We additionally managed to extract the highest 10 key phrases that pretend job postings apparently love to make use of:
Now that every one our analysis questions have been answered, there’s one closing discovering that we imagine is price sharing. In keeping with the under field and whisker plot, fraudulent job postings are likely to have a fewer character rely in comparison with reliable job postings. One would’ve thought that pretend recruiters would put in further effort in making their postings as plausible as doable. However apparently, they are usually extra conservative on the period of time they spend on their keyboards.
With the rise of on-line job portals, it has turn out to be more and more easy for malicious entities to publish pretend job listings with the intent of scamming some poor, unsuspecting job seekers.
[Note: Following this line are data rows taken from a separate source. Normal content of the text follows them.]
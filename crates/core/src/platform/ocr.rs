use std::io::Cursor;
use std::time::Duration;

use base64::engine::general_purpose::STANDARD;
use base64::Engine as _;
use serde::{Deserialize, Serialize};

use crate::error::{Error, Result};
use crate::logger;
use crate::retry::Retry;
use crate::settings::OcrSettings;
use crate::sleep::SystemClock;
use crate::types::{Capture, CaptureRect, TextHit};
use super::{process, TextRecognizer};

/// Target text found.
const CODE_FOUND: i32 = 100;
/// Text recognised but no target match (or nothing at all).
const CODE_NO_MATCH: i32 = 200;

#[derive(Serialize)]
struct OcrRequest<'a> {
    base64: String,
    #[serde(skip_serializing_if = "Option::is_none")]
    target_text: Option<&'a str>,
}

#[derive(Debug, Default, Deserialize)]
struct OcrPosition {
    left: i32,
    top: i32,
    right: i32,
    bottom: i32,
}

#[derive(Debug, Deserialize)]
struct OcrItem {
    text: String,
    #[serde(default, alias = "score")]
    confidence: f64,
    #[serde(default)]
    #[serde(rename = "box")]
    polygon: Vec<[f64; 2]>,
    #[serde(default)]
    position: Option<OcrPosition>,
}

impl From<OcrItem> for TextHit {
    fn from(item: OcrItem) -> Self {
        let mut hit = TextHit::new(item.text, item.confidence).with_polygon(item.polygon);
        if let Some(p) = item.position {
            if p.right > p.left && p.bottom > p.top {
                hit = hit.with_rect(CaptureRect::from_corners(p.left, p.top, p.right, p.bottom));
            }
        }
        hit
    }
}

/// The service answers with either a flattened string or a list of hits in
/// `data`, and newer versions add the list under `items`.
#[derive(Debug, Deserialize)]
#[serde(untagged)]
enum OcrData {
    Flat(String),
    Hits(Vec<OcrItem>),
}

#[derive(Debug, Deserialize)]
struct OcrResponse {
    code: i32,
    #[serde(default)]
    data: Option<OcrData>,
    #[serde(default)]
    items: Vec<OcrItem>,
    #[serde(default)]
    message: String,
}

fn parse_response(resp: OcrResponse) -> Result<Vec<TextHit>> {
    if resp.code != CODE_FOUND && resp.code != CODE_NO_MATCH {
        return Err(Error::Platform(format!("ocr error {}: {}", resp.code, resp.message)));
    }
    if !resp.items.is_empty() {
        return Ok(resp.items.into_iter().map(TextHit::from).collect());
    }
    match resp.data {
        Some(OcrData::Hits(items)) => Ok(items.into_iter().map(TextHit::from).collect()),
        Some(OcrData::Flat(text)) => {
            let text = text.trim();
            if text.is_empty() {
                return Ok(Vec::new());
            }
            let confidence = if resp.code == CODE_FOUND { 1.0 } else { 0.5 };
            Ok(vec![TextHit::new(text, confidence)])
        }
        None => Ok(Vec::new()),
    }
}

/// BGRA capture -> PNG bytes.
pub fn encode_png(capture: &Capture) -> Result<Vec<u8>> {
    let mut rgba = Vec::with_capacity((capture.width * capture.height * 4) as usize);
    for y in 0..capture.height {
        let row = (y * capture.bytes_per_row) as usize;
        for x in 0..capture.width {
            let i = row + x as usize * 4;
            let px = capture
                .data
                .get(i..i + 4)
                .ok_or_else(|| Error::Platform("capture buffer too short".into()))?;
            rgba.extend_from_slice(&[px[2], px[1], px[0], px[3]]);
        }
    }
    let img = image::RgbaImage::from_raw(capture.width, capture.height, rgba)
        .ok_or_else(|| Error::Platform("capture size mismatch".into()))?;
    let mut buf = Vec::new();
    image::DynamicImage::ImageRgba8(img)
        .write_to(&mut Cursor::new(&mut buf), image::ImageOutputFormat::Png)
        .map_err(|e| Error::Platform(format!("png encode: {}", e)))?;
    Ok(buf)
}

fn client(timeout_ms: u64) -> reqwest::blocking::Client {
    reqwest::blocking::Client::builder()
        .timeout(Duration::from_millis(timeout_ms))
        .build()
        .unwrap_or_else(|_| reqwest::blocking::Client::new())
}

/// Client for a local HTTP recognition service.
pub struct OcrRecognizer {
    endpoint: String,
    client: reqwest::blocking::Client,
    health: String,
    health_client: reqwest::blocking::Client,
    launch: Vec<String>,
    start: Retry,
}

impl OcrRecognizer {
    pub fn new(settings: &OcrSettings) -> Self {
        Self {
            endpoint: settings.endpoint.clone(),
            client: client(settings.timeout_ms),
            health: settings.health.clone(),
            health_client: client(settings.health_timeout_ms),
            launch: settings.launch.clone(),
            start: Retry::fixed(settings.start_attempts, Duration::from_millis(settings.start_delay_ms)).with_backoff(1.5),
        }
    }

    fn healthy(&self) -> bool {
        self.health_client
            .get(&self.health)
            .send()
            .is_ok_and(|r| r.status().is_success())
    }
}

impl TextRecognizer for OcrRecognizer {
    /// Health-check the service and start it when it is down and a launch
    /// command is configured.
    fn ensure_ready(&self) -> Result<()> {
        if self.healthy() {
            return Ok(());
        }
        if self.launch.is_empty() {
            return Err(Error::Platform(format!("ocr service not reachable at {}", self.health)));
        }
        logger::warn_p("ocr", &format!("service down, starting {}", self.launch.join(" ")));
        process::spawn_detached(&self.launch).map_err(|e| Error::Platform(format!("cannot start ocr service: {}", e)))?;
        self.start
            .run(&SystemClock, |_| self.healthy().then_some(()))
            .ok_or_else(|| Error::Platform(format!("ocr service did not come up at {}", self.health)))?;
        logger::info_p("ocr", "service ready");
        Ok(())
    }

    fn recognize(&self, capture: &Capture, hint: Option<&str>) -> Result<Vec<TextHit>> {
        let png = encode_png(capture)?;
        let body = OcrRequest { base64: STANDARD.encode(png), target_text: hint };
        let resp: OcrResponse = self.client.post(&self.endpoint).json(&body).send()?.json()?;
        let hits = parse_response(resp)?;
        logger::info_p("ocr", &format!("{} hit(s) in {}x{}", hits.len(), capture.width, capture.height));
        Ok(hits)
    }
}

#[cfg(test)]
mod tests {
    use super::*;
    use crate::pixel;

    fn parse(json: &str) -> Result<Vec<TextHit>> {
        parse_response(serde_json::from_str(json).unwrap())
    }

    #[test]
    fn test_flat_response() {
        let hits = parse(r#"{"code": 100, "data": " MUTE "}"#).unwrap();
        assert_eq!(hits.len(), 1);
        assert_eq!(hits[0].text, "MUTE");
        assert_eq!(hits[0].bounds(), None);
        assert!(parse(r#"{"code": 200, "data": ""}"#).unwrap().is_empty());
    }

    #[test]
    fn test_multi_hit_response() {
        let hits = parse(
            r#"{"code": 100, "data": [
                {"text": "GLOBAL", "score": 0.9, "box": [[233,308],[267,308],[267,327],[233,327]]},
                {"text": "MUTE", "confidence": 0.8, "box": [], "position": {"left": 30, "top": 310, "right": 61, "bottom": 325}}
            ]}"#,
        )
        .unwrap();
        assert_eq!(hits.len(), 2);
        assert_eq!(hits[0].bounds(), Some(CaptureRect::from_corners(233, 308, 267, 327)));
        assert_eq!(hits[1].bounds(), Some(CaptureRect { l: 30, t: 310, w: 31, h: 15 }));
    }

    #[test]
    fn test_items_take_precedence_and_errors_surface() {
        let hits = parse(r#"{"code": 200, "data": "ignored", "items": [{"text": "HUD", "confidence": 0.7, "box": []}]}"#).unwrap();
        assert_eq!(hits[0].text, "HUD");
        assert!(matches!(parse(r#"{"code": 500, "message": "model not loaded"}"#), Err(Error::Platform(_))));
    }

    fn unreachable(launch: Vec<String>) -> OcrSettings {
        // nothing listens on the discard port
        OcrSettings {
            health: "http://127.0.0.1:9/health".into(),
            health_timeout_ms: 200,
            launch,
            start_attempts: 2,
            start_delay_ms: 10,
            ..OcrSettings::default()
        }
    }

    #[test]
    fn test_unreachable_service_without_launch_is_an_error() {
        let ocr = OcrRecognizer::new(&unreachable(Vec::new()));
        assert!(matches!(ocr.ensure_ready(), Err(Error::Platform(_))));
    }

    #[cfg(unix)]
    #[test]
    fn test_started_service_that_never_answers_is_an_error() {
        let ocr = OcrRecognizer::new(&unreachable(vec!["true".into()]));
        let err = ocr.ensure_ready().unwrap_err();
        assert!(err.to_string().contains("did not come up"));
    }

    #[test]
    fn test_encode_png_signature() {
        let png = encode_png(&pixel::solid(3, 2, [1, 2, 3])).unwrap();
        assert_eq!(&png[..4], &[0x89, b'P', b'N', b'G']);
    }
}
Due to this fact, utilizing current knowledge, it’s crucial for us to develop strong classifiers that would root out any pretend job postings.
Utilizing our restricted dataset, we’ve skilled a complete of 5 fashions for this classification process.
1. Logistic Regression
A easy, but highly effective algorithm for binary classification, logistic regression is commonly the primary selection for any process involving classification. Naturally, it was our first decide as effectively. Listed below are the mannequin outcomes:
It’s necessary to keep in mind that we’re working with a balanced dataset, which got here at the price of dropping tens of 1000’s of entries. Due to this fact, it’s anticipated to get a decrease accuracy worth with logistic regression. Utilizing the unique (imbalanced) dataset, we have been in a position to receive a whopping accuracy of 96%.
2. Random Forest Classifier
Random Forest is an ensemble technique that gives a extra strong prediction by combining the predictions of a number of choice timber. Recognized for its excessive accuracy and skill to deal with imbalance datasets, this proved to be the proper match (no pun meant) for us.
First we used the entropy criterion:
Then we skilled the Random Forest classifier utilizing the Gini Impurity standards:
Random Forest classifier with Gini Impurity criterion gave us a very spectacular 90% accuracy.
3. Help Vector Machine Classifier
SVM is one more highly effective and versatile classifier which is often employed whereas dealing with high-dimensional knowledge. We imagine that it’s notably fitted to this process because of this. Listed below are outcomes:
4. Multinomial Naive Bayes Classifier
Multinomial NB is a probabilistic studying technique that’s broadly utilized in Pure Language Processing (NLP). The algorithm is predicated on the Bayes theorem and makes use of the frequency of phrases related to every tag within the coaching knowledge to foretell the tag of a brand new textual content, making it a classifier price making an attempt for a textual content classification downside like ours.
5. Ok-Nearest Neighbors Classifier
For non-text knowledge, Ok-Nearest Neighbors (KNN) was used. KNN is an easy algorithm that shops all out there instances and classifies new instances primarily based on a similarity measure, making it a superb baseline for classification duties. For us, that is the one mannequin that we skilled on non-text knowledge.
Abstract
The Random Forest (Gini) mannequin has the best accuracy and it additionally reveals a superb stability between precision, recall, and F1 rating, which means that it’s probably the most dependable mannequin among the many ones we’ve examined for the duty of classifying pretend job postings.
You will discover the .ipynb pocket book with the related code and visualization here.